То есть он однозначно поговорит со мной потом.
Обреченно выдохнув, Себастьян закрывает глаза.
— Ладно.
Я подаюсь вперед, и он, похоже, чувствует мою близость, потому что губы у него растягиваются в скупой улыбке. Мои губы у него на губах, я подставляю нижнюю, которую он любит сосать, и жду реакции. Не сразу, но соблазну Себастьян поддается. Обжигающей страсти, как прежде, сейчас нет, но это все-таки происходит.
Себастьян отстраняется и, поднявшись, тянется за рубашкой.
— Я домой пойду.
— А я останусь прямо здесь, с места не сдвинусь!
Уловив подтекст, Себастьян прячет очередную улыбку, а потом на лицо ему наползает привычная маска. Он перестает хмуриться, в глазах появляется блеск, на губах — улыбка, та, беззаботная, которой я скоро не буду верить.
— Проводишь меня?
Папа поднимается ко мне в комнату уже через пятнадцать минут после ухода Себастьяна. В дверь он стучит робко, чуть ли не извиняясь.
— Заходи.
Папа заходит и аккуратно закрывает за собой дверь.
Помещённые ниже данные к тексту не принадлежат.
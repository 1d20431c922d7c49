// Adapters layer: concrete `CarService` backends and the storage they sit on.

pub mod memory;
pub mod rest;
pub mod storage;
pub mod stored;

use crate::config::{BackendConfig, BackendKind};
use crate::domain::ports::CarService;
use crate::utils::error::ConfigError;
use std::time::Duration;

/// Builds the backend a validated `BackendConfig` describes.
pub fn build_backend(config: &BackendConfig) -> Result<Box<dyn CarService>, ConfigError> {
    config.validate()?;

    let backend: Box<dyn CarService> = match config.kind {
        BackendKind::Memory => Box::new(memory::InMemoryCarService::new()),
        BackendKind::File => {
            let data_dir = config.data_dir.clone().unwrap_or_default();
            let storage = storage::LocalStorage::new(data_dir);
            let document = config
                .document
                .clone()
                .unwrap_or_else(|| stored::DEFAULT_DOCUMENT.to_string());
            Box::new(stored::StoredCarService::with_document(storage, document))
        }
        BackendKind::Rest => {
            let endpoint = config.endpoint.as_deref().unwrap_or_default();
            let mut builder = rest::RestCarService::builder(endpoint);
            if let Some(timeout) = config.timeout_seconds {
                builder = builder.timeout(Duration::from_secs(timeout));
            }
            if let Some(headers) = &config.headers {
                builder = builder.headers(headers);
            }
            Box::new(builder.build()?)
        }
    };

    tracing::debug!("Built {} backend", config.kind);
    Ok(backend)
}
use crate::utils::validation::{
    validate_currency_code, validate_non_empty_string, validate_range, FieldResult, Validate,
};
use serde::{Deserialize, Serialize};
use std::fmt;

pub const MIN_YEAR: i32 = 1886;
pub const MAX_YEAR: i32 = 2100;

/// A car as it crosses the `CarService` boundary.
///
/// A bare record (no id) is a creation request; a full record carries the
/// id the backend assigned. Records are replaced, never mutated in place.
#[derive(Debug, Clone, PartialEq, Eq, Hash, Serialize, Deserialize)]
pub struct CarRecord {
    #[serde(default, skip_serializing_if = "Option::is_none")]
    id: Option<String>,
    manufacturer: String,
    country: String,
    model: String,
    year: i32,
    color: String,
    price: i64,
    currency: String,
}

impl CarRecord {
    pub fn new(
        manufacturer: impl Into<String>,
        country: impl Into<String>,
        model: impl Into<String>,
        year: i32,
        color: impl Into<String>,
        price: i64,
        currency: impl Into<String>,
    ) -> Self {
        Self {
            id: None,
            manufacturer: manufacturer.into(),
            country: country.into(),
            model: model.into(),
            year,
            color: color.into(),
            price,
            currency: currency.into(),
        }
    }

    pub fn with_id(self, id: impl Into<String>) -> Self {
        Self {
            id: Some(id.into()),
            ..self
        }
    }

    pub fn without_id(self) -> Self {
        Self { id: None, ..self }
    }

    pub fn id(&self) -> Option<&str> {
        self.id.as_deref()
    }

    pub fn manufacturer(&self) -> &str {
        &self.manufacturer
    }

    pub fn country(&self) -> &str {
        &self.country
    }

    pub fn model(&self) -> &str {
        &self.model
    }

    pub fn year(&self) -> i32 {
        self.year
    }

    pub fn color(&self) -> &str {
        &self.color
    }

    pub fn price(&self) -> i64 {
        self.price
    }

    pub fn currency(&self) -> &str {
        &self.currency
    }
}

impl fmt::Display for CarRecord {
    fn fmt(&self, f: &mut fmt::Formatter<'_>) -> fmt::Result {
        match &self.id {
            Some(id) => write!(f, "CarRecord{{id='{}'", id)?,
            None => write!(f, "CarRecord{{id=null")?,
        }
        write!(
            f,
            ", manufacturer='{}', country='{}', model='{}', year={}, color='{}', price={}, currency='{}'}}",
            self.manufacturer, self.country, self.model, self.year, self.color, self.price, self.currency
        )
    }
}

impl Validate for CarRecord {
    fn validate(&self) -> FieldResult<()> {
        validate_non_empty_string("manufacturer", &self.manufacturer)?;
        validate_non_empty_string("country", &self.country)?;
        validate_non_empty_string("model", &self.model)?;
        validate_range("year", self.year, MIN_YEAR, MAX_YEAR)?;
        validate_non_empty_string("color", &self.color)?;
        validate_range("price", self.price, 0, i64::MAX)?;
        validate_currency_code("currency", &self.currency)
    }
}
use crate::config::{BackendConfig, LoggingConfig};
use crate::utils::error::ConfigError;
use regex::{Captures, Regex};
use serde::{Deserialize, Serialize};
use std::path::Path;
use std::sync::OnceLock;

#[derive(Debug, Clone, Default, PartialEq, Eq, Serialize, Deserialize)]
pub struct TomlConfig {
    #[serde(default)]
    pub backend: BackendConfig,
    pub logging: Option<LoggingConfig>,
}

fn env_var_pattern() -> &'static Regex {
    static PATTERN: OnceLock<Regex> = OnceLock::new();
    PATTERN.get_or_init(|| Regex::new(r"\$\{([A-Za-z_][A-Za-z0-9_]*)\}").expect("valid pattern"))
}

impl TomlConfig {
    /// 從 TOML 檔案載入配置
    pub fn from_file<P: AsRef<Path>>(path: P) -> Result<Self, ConfigError> {
        let content = std::fs::read_to_string(&path)?;
        Self::from_toml_str(&content)
    }

    /// 從 TOML 字串解析配置
    pub fn from_toml_str(content: &str) -> Result<Self, ConfigError> {
        let processed_content = Self::substitute_env_vars(content);
        Ok(toml::from_str(&processed_content)?)
    }

    /// 替換環境變數 (例如 ${CAR_API})，未設定的變數保持原樣
    fn substitute_env_vars(content: &str) -> String {
        env_var_pattern()
            .replace_all(content, |caps: &Captures| {
                let var_name = &caps[1];
                std::env::var(var_name).unwrap_or_else(|_| format!("${{{}}}", var_name))
            })
            .into_owned()
    }

    pub fn validate(&self) -> Result<(), ConfigError> {
        self.backend.validate()
    }

    pub fn log_level(&self) -> Option<&str> {
        self.logging.as_ref().and_then(|l| l.level.as_deref())
    }

    pub fn json_logs(&self) -> bool {
        self.logging.as_ref().and_then(|l| l.json).unwrap_or(false)
    }
}

#[cfg(test)]
mod tests {
    use super::*;
    use crate::config::BackendKind;
    use std::io::Write;
    use tempfile::NamedTempFile;

    #[test]
    fn test_parse_rest_config() {
        let toml_content = r#"
[backend]
kind = "rest"
endpoint = "https://cars.example.com/api"
timeout_seconds = 5

[backend.headers]
X-Tenant = "acme"

[logging]
level = "debug"
json = true
"#;

        let config = TomlConfig::from_toml_str(toml_content).unwrap();

        assert_eq!(config.backend.kind, BackendKind::Rest);
        assert_eq!(
            config.backend.endpoint.as_deref(),
            Some("https://cars.example.com/api")
        );
        assert_eq!(config.backend.timeout_seconds, Some(5));
        assert_eq!(
            config.backend.headers.as_ref().unwrap().get("X-Tenant"),
            Some(&"acme".to_string())
        );
        assert_eq!(config.log_level(), Some("debug"));
        assert!(config.json_logs());
        assert!(config.validate().is_ok());
    }

    #[test]
    fn test_empty_config_defaults_to_memory() {
        let config = TomlConfig::from_toml_str("").unwrap();
        assert_eq!(config.backend.kind, BackendKind::Memory);
        assert!(!config.json_logs());
        assert!(config.validate().is_ok());
    }

    #[test]
    fn test_env_var_substitution() {
        std::env::set_var("CAR_SERVICE_TEST_ENDPOINT", "https://test.api.com");

        let toml_content = r#"
[backend]
kind = "rest"
endpoint = "${CAR_SERVICE_TEST_ENDPOINT}"

[backend.headers]
Authorization = "Bearer ${CAR_SERVICE_TEST_UNSET_TOKEN}"
"#;

        let config = TomlConfig::from_toml_str(toml_content).unwrap();
        assert_eq!(config.backend.endpoint.as_deref(), Some("https://test.api.com"));
        assert_eq!(
            config.backend.headers.unwrap().get("Authorization"),
            Some(&"Bearer ${CAR_SERVICE_TEST_UNSET_TOKEN}".to_string())
        );

        std::env::remove_var("CAR_SERVICE_TEST_ENDPOINT");
    }

    #[test]
    fn test_unknown_backend_kind_is_parse_error() {
        let result = TomlConfig::from_toml_str("[backend]\nkind = \"oracle\"\n");
        assert!(matches!(result, Err(ConfigError::Parse(_))));
    }

    #[test]
    fn test_config_validation() {
        let config = TomlConfig::from_toml_str(
            "[backend]\nkind = \"rest\"\nendpoint = \"invalid-url\"\n",
        )
        .unwrap();
        assert!(config.validate().is_err());
    }

    #[test]
    fn test_config_from_file() {
        let mut temp_file = NamedTempFile::new().unwrap();
        temp_file
            .write_all(b"[backend]\nkind = \"file\"\ndata_dir = \"./data\"\n")
            .unwrap();

        let config = TomlConfig::from_file(temp_file.path()).unwrap();
        assert_eq!(config.backend.kind, BackendKind::File);
        assert_eq!(config.backend.data_dir.as_deref(), Some("./data"));
    }
}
Не знаю, злиться мне или каяться, но от первого и второго вместе покалывает кожу.
Папа садится на стул у моего письменного стола.
— Для начала я должен извиниться, что в первый раз не постучался.
Лежа на кровати, я кладу раскрытую книгу себе на грудь корешком вверх и смотрю на папу.
— Хорошо.
— Что еще сказать, я не знаю. — Папа скребет щеку и добавляет: — Нет, вообще-то не так. Я знаю, что хочу сказать, но не знаю, с чего начать.
Я сажусь на кровати и поворачиваюсь к нему.
— Ну и?
— Я знаю о твоих чувствах к Себастьяну. И почти уверен, что они взаимны.
— Да…
— Еще я знаю, что это настоящие чувства, что дело не в любопытстве или в негативизме.
Вот что ответить на это? Я киваю, чувствуя, что вид у меня озадаченный.
— А Осень в курсе?
— Осси? — растерянно спрашиваю я.
— Да, твоя лучшая подруга.
— Пап, я не открывался Осени. «Нельзя открываться никому» — так ведь? Так мама хочет?
— Таннер, — папа кладет ладонь мне на колено, — хочу прояснить еще два момента. Начнем с легкого. Когда влюбляешься, очень хочется позабыть обо всех окружающих.
— Я не забываю Осси…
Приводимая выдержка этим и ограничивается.